_WHAT TO DO_. Once the data has been read, restate all of it exactly.

Records from a collection
━━━━━━━━━━━━━━━━━━━━

use sqlx::{postgres::PgPoolOptions, PgPool};
use std::time::Duration;
use thiserror::Error;
use tracing::info;

use crate::config::{AppConfig, ConfigError};

/// SQLSTATE raised by PostgreSQL for UNIQUE constraint violations
const UNIQUE_VIOLATION: &str = "23505";
/// SQLSTATE raised by PostgreSQL for FOREIGN KEY violations
const FOREIGN_KEY_VIOLATION: &str = "23503";

/// Errors from the data store
#[derive(Debug, Error)]
pub enum DatabaseError {
    #[error(transparent)]
    Config(#[from] ConfigError),

    #[error("Unique constraint violated: {0}")]
    UniqueViolation(String),

    #[error("Foreign key constraint violated: {0}")]
    ForeignKeyViolation(String),

    #[error("Connection error: {0}")]
    ConnectionError(String),

    #[error("Migration error: {0}")]
    MigrationError(String),

    #[error(transparent)]
    Sqlx(sqlx::Error),
}

impl From<sqlx::Error> for DatabaseError {
    fn from(err: sqlx::Error) -> Self {
        if let sqlx::Error::Database(db_err) = &err {
            let constraint = db_err.constraint().unwrap_or_default().to_string();
            match db_err.code().as_deref() {
                Some(UNIQUE_VIOLATION) => return DatabaseError::UniqueViolation(constraint),
                Some(FOREIGN_KEY_VIOLATION) => return DatabaseError::ForeignKeyViolation(constraint),
                _ => {}
            }
        }
        match err {
            sqlx::Error::PoolTimedOut | sqlx::Error::PoolClosed | sqlx::Error::Io(_) => {
                DatabaseError::ConnectionError(err.to_string())
            }
            other => DatabaseError::Sqlx(other),
        }
    }
}

impl From<sqlx::migrate::MigrateError> for DatabaseError {
    fn from(err: sqlx::migrate::MigrateError) -> Self {
        DatabaseError::MigrationError(err.to_string())
    }
}

/// Connection pool setup for the PostgreSQL store
pub struct DatabaseManager;

impl DatabaseManager {
    /// Open a pool using the connection settings in `config`.
    pub async fn connect(config: &AppConfig) -> Result<PgPool, DatabaseError> {
        let url = config.database_url()?;

        let pool = PgPoolOptions::new()
            .max_connections(config.database.max_connections)
            .acquire_timeout(Duration::from_secs(config.database.connection_timeout))
            .connect(url)
            .await?;

        info!(
            "Created database pool (max_connections={})",
            config.database.max_connections
        );
        Ok(pool)
    }

    /// Apply the embedded schema and stored-function migrations.
    pub async fn migrate(pool: &PgPool) -> Result<(), DatabaseError> {
        sqlx::migrate!("./migrations").run(pool).await?;
        info!("Database migrations applied");
        Ok(())
    }

    /// Pings the pool to ensure connectivity
    pub async fn health_check(pool: &PgPool) -> Result<(), DatabaseError> {
        sqlx::query("SELECT 1").execute(pool).await?;
        Ok(())
    }
}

━━━━━━━━━━━━━━━━━━━━

_EXPECTED ANSWER_.
use sqlx::{postgres::PgPoolOptions, PgPool};
use std::time::Duration;
use thiserror::Error;
use tracing::info;

use crate::config::{AppConfig, ConfigError};

/// SQLSTATE raised by PostgreSQL for UNIQUE constraint violations
const UNIQUE_VIOLATION: &str = "23505";
/// SQLSTATE raised by PostgreSQL for FOREIGN KEY violations
const FOREIGN_KEY_VIOLATION: &str = "23503";

/// Errors from the data store
#[derive(Debug, Error)]
pub enum DatabaseError {
    #[error(transparent)]
    Config(#[from] ConfigError),

    #[error("Unique constraint violated: {0}")]
    UniqueViolation(String),

    #[error("Foreign key constraint violated: {0}")]
    ForeignKeyViolation(String),

    #[error("Connection error: {0}")]
    ConnectionError(String),

    #[error("Migration error: {0}")]
    MigrationError(String),

    #[error(transparent)]
    Sqlx(sqlx::Error),
}

impl From<sqlx::Error> for DatabaseError {
    fn from(err: sqlx::Error) -> Self {
        if let sqlx::Error::Database(db_err) = &err {
            let constraint = db_err.constraint().unwrap_or_default().to_string();
            match db_err.code().as_deref() {
                Some(UNIQUE_VIOLATION) => return DatabaseError::UniqueViolation(constraint),
                Some(FOREIGN_KEY_VIOLATION) => return DatabaseError::ForeignKeyViolation(constraint),
                _ => {}
            }
        }
        match err {
            sqlx::Error::PoolTimedOut | sqlx::Error::PoolClosed | sqlx::Error::Io(_) => {
                DatabaseError::ConnectionError(err.to_string())
            }
            other => DatabaseError::Sqlx(other),
        }
    }
}

impl From<sqlx::migrate::MigrateError> for DatabaseError {
    fn from(err: sqlx::migrate::MigrateError) -> Self {
        DatabaseError::MigrationError(err.to_string())
    }
}

/// Connection pool setup for the PostgreSQL store
pub struct DatabaseManager;

impl DatabaseManager {
    /// Open a pool using the connection settings in `config`.
    pub async fn connect(config: &AppConfig) -> Result<PgPool, DatabaseError> {
        let url = config.database_url()?;

        let pool = PgPoolOptions::new()
            .max_connections(config.database.max_connections)
            .acquire_timeout(Duration::from_secs(config.database.connection_timeout))
            .connect(url)
            .await?;

        info!(
            "Created database pool (max_connections={})",
            config.database.max_connections
        );
        Ok(pool)
    }

    /// Apply the embedded schema and stored-function migrations.
    pub async fn migrate(pool: &PgPool) -> Result<(), DatabaseError> {
        sqlx::migrate!("./migrations").run(pool).await?;
        info!("Database migrations applied");
        Ok(())
    }

    /// Pings the pool to ensure connectivity
    pub async fn health_check(pool: &PgPool) -> Result<(), DatabaseError> {
        sqlx::query("SELECT 1").execute(pool).await?;
        Ok(())
    }
}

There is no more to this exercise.